## RECORDS PROVIDED

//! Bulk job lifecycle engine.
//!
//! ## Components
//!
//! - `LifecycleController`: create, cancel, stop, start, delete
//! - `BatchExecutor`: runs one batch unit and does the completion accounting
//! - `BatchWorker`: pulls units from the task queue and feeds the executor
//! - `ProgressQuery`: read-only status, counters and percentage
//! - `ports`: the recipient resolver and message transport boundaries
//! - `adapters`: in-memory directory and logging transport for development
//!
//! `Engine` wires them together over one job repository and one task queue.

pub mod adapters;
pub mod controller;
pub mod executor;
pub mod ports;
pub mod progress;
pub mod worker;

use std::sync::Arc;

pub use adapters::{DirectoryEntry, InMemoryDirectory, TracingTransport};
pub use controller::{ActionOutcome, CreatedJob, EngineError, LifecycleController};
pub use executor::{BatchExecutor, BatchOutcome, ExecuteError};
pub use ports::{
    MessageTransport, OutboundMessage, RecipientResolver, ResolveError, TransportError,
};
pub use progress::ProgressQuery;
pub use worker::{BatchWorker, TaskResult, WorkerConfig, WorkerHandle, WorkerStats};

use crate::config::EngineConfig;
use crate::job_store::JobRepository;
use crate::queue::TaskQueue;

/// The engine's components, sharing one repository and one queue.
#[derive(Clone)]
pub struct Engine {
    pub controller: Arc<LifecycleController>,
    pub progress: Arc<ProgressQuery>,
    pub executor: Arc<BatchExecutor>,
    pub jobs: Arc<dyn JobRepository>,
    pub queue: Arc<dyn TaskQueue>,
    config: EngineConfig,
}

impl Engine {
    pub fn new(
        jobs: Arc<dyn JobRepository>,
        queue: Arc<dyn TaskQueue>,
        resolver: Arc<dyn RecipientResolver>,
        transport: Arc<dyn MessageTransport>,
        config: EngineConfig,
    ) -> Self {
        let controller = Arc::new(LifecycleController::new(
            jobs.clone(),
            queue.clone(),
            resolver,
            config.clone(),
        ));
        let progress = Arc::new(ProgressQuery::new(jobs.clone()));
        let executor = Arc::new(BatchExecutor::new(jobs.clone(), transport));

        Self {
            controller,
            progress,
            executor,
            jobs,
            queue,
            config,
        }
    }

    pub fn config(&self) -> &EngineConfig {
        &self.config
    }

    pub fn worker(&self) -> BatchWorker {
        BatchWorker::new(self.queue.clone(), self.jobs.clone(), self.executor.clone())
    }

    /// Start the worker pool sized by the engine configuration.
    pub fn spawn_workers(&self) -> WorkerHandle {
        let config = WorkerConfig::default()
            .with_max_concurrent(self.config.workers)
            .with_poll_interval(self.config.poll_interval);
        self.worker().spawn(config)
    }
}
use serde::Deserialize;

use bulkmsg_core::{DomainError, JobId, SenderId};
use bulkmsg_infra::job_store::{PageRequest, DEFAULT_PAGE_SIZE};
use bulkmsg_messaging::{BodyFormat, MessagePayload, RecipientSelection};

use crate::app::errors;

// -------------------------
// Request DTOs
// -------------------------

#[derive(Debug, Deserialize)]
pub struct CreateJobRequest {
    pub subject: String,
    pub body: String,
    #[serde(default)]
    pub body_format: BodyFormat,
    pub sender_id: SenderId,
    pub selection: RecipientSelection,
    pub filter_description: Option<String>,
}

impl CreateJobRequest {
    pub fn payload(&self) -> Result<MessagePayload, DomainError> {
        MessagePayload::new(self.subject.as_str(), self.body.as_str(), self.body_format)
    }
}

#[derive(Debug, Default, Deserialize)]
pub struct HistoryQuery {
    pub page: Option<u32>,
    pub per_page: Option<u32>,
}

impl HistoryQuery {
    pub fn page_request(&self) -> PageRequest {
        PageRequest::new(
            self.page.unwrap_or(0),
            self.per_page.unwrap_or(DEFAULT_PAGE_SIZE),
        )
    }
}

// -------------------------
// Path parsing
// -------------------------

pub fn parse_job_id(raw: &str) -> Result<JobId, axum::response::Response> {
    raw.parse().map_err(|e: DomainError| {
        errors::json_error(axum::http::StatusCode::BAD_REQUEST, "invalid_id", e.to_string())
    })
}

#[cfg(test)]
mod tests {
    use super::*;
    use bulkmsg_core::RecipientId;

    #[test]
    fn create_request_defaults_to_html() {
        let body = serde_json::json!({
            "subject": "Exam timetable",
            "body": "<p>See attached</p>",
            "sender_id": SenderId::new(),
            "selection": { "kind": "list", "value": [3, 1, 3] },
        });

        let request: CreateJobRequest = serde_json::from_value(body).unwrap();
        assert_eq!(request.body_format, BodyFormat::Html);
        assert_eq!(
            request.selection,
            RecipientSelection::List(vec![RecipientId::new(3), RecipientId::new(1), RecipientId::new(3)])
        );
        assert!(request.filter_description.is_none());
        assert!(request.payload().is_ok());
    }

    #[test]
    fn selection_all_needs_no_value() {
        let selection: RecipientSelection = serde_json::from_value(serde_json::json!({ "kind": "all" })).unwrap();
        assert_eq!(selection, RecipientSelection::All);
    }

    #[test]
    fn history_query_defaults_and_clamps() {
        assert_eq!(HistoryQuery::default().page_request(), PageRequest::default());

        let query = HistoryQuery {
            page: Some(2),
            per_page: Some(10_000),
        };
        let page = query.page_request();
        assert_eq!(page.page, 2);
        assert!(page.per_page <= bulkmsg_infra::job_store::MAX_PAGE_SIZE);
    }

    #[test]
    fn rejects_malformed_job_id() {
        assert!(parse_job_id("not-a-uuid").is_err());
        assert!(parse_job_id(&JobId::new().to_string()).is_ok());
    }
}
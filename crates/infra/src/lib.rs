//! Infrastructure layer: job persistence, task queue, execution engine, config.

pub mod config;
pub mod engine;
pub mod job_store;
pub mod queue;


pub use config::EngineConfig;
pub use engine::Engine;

## PROBLEM
Extract all of the data above without altering anything.

## SOLUTION TO THE EXERCISE
//! Bulk job lifecycle engine.
//!
//! ## Components
//!
//! - `LifecycleController`: create, cancel, stop, start, delete
//! - `BatchExecutor`: runs one batch unit and does the completion accounting
//! - `BatchWorker`: pulls units from the task queue and feeds the executor
//! - `ProgressQuery`: read-only status, counters and percentage
//! - `ports`: the recipient resolver and message transport boundaries
//! - `adapters`: in-memory directory and logging transport for development
//!
//! `Engine` wires them together over one job repository and one task queue.

pub mod adapters;
pub mod controller;
pub mod executor;
pub mod ports;
pub mod progress;
pub mod worker;

use std::sync::Arc;

pub use adapters::{DirectoryEntry, InMemoryDirectory, TracingTransport};
pub use controller::{ActionOutcome, CreatedJob, EngineError, LifecycleController};
pub use executor::{BatchExecutor, BatchOutcome, ExecuteError};
pub use ports::{
    MessageTransport, OutboundMessage, RecipientResolver, ResolveError, TransportError,
};
pub use progress::ProgressQuery;
pub use worker::{BatchWorker, TaskResult, WorkerConfig, WorkerHandle, WorkerStats};

use crate::config::EngineConfig;
use crate::job_store::JobRepository;
use crate::queue::TaskQueue;

/// The engine's components, sharing one repository and one queue.
#[derive(Clone)]
pub struct Engine {
    pub controller: Arc<LifecycleController>,
    pub progress: Arc<ProgressQuery>,
    pub executor: Arc<BatchExecutor>,
    pub jobs: Arc<dyn JobRepository>,
    pub queue: Arc<dyn TaskQueue>,
    config: EngineConfig,
}

impl Engine {
    pub fn new(
        jobs: Arc<dyn JobRepository>,
        queue: Arc<dyn TaskQueue>,
        resolver: Arc<dyn RecipientResolver>,
        transport: Arc<dyn MessageTransport>,
        config: EngineConfig,
    ) -> Self {
        let controller = Arc::new(LifecycleController::new(
            jobs.clone(),
            queue.clone(),
            resolver,
            config.clone(),
        ));
        let progress = Arc::new(ProgressQuery::new(jobs.clone()));
        let executor = Arc::new(BatchExecutor::new(jobs.clone(), transport));

        Self {
            controller,
            progress,
            executor,
            jobs,
            queue,
            config,
        }
    }

    pub fn config(&self) -> &EngineConfig {
        &self.config
    }

    pub fn worker(&self) -> BatchWorker {
        BatchWorker::new(self.queue.clone(), self.jobs.clone(), self.executor.clone())
    }

    /// Start the worker pool sized by the engine configuration.
    pub fn spawn_workers(&self) -> WorkerHandle {
        let config = WorkerConfig::default()
            .with_max_concurrent(self.config.workers)
            .with_poll_interval(self.config.poll_interval);
        self.worker().spawn(config)
    }
}
use serde::Deserialize;

use bulkmsg_core::{DomainError, JobId, SenderId};
use bulkmsg_infra::job_store::{PageRequest, DEFAULT_PAGE_SIZE};
use bulkmsg_messaging::{BodyFormat, MessagePayload, RecipientSelection};

use crate::app::errors;

// -------------------------
// Request DTOs
// -------------------------

#[derive(Debug, Deserialize)]
pub struct CreateJobRequest {
    pub subject: String,
    pub body: String,
    #[serde(default)]
    pub body_format: BodyFormat,
    pub sender_id: SenderId,
    pub selection: RecipientSelection,
    pub filter_description: Option<String>,
}

impl CreateJobRequest {
    pub fn payload(&self) -> Result<MessagePayload, DomainError> {
        MessagePayload::new(self.subject.as_str(), self.body.as_str(), self.body_format)
    }
}

#[derive(Debug, Default, Deserialize)]
pub struct HistoryQuery {
    pub page: Option<u32>,
    pub per_page: Option<u32>,
}

impl HistoryQuery {
    pub fn page_request(&self) -> PageRequest {
        PageRequest::new(
            self.page.unwrap_or(0),
            self.per_page.unwrap_or(DEFAULT_PAGE_SIZE),
        )
    }
}

// -------------------------
// Path parsing
// -------------------------

pub fn parse_job_id(raw: &str) -> Result<JobId, axum::response::Response> {
    raw.parse().map_err(|e: DomainError| {
        errors::json_error(axum::http::StatusCode::BAD_REQUEST, "invalid_id", e.to_string())
    })
}

#[cfg(test)]
mod tests {
    use super::*;
    use bulkmsg_core::RecipientId;

    #[test]
    fn create_request_defaults_to_html() {
        let body = serde_json::json!({
            "subject": "Exam timetable",
            "body": "<p>See attached</p>",
            "sender_id": SenderId::new(),
            "selection": { "kind": "list", "value": [3, 1, 3] },
        });

        let request: CreateJobRequest = serde_json::from_value(body).unwrap();
        assert_eq!(request.body_format, BodyFormat::Html);
        assert_eq!(
            request.selection,
            RecipientSelection::List(vec![RecipientId::new(3), RecipientId::new(1), RecipientId::new(3)])
        );
        assert!(request.filter_description.is_none());
        assert!(request.payload().is_ok());
    }

    #[test]
    fn selection_all_needs_no_value() {
        let selection: RecipientSelection = serde_json::from_value(serde_json::json!({ "kind": "all" })).unwrap();
        assert_eq!(selection, RecipientSelection::All);
    }

    #[test]
    fn history_query_defaults_and_clamps() {
        assert_eq!(HistoryQuery::default().page_request(), PageRequest::default());

        let query = HistoryQuery {
            page: Some(2),
            per_page: Some(10_000),
        };
        let page = query.page_request();
        assert_eq!(page.page, 2);
        assert!(page.per_page <= bulkmsg_infra::job_store::MAX_PAGE_SIZE);
    }

    #[test]
    fn rejects_malformed_job_id() {
        assert!(parse_job_id("not-a-uuid").is_err());
        assert!(parse_job_id(&JobId::new().to_string()).is_ok());
    }
}
filename crates/infra/src/lib.rs
//! Infrastructure layer: job persistence, task queue, execution engine, config.

pub mod config;
pub mod engine;
pub mod job_store;
pub mod queue;


pub use config::EngineConfig;
pub use engine::Engine;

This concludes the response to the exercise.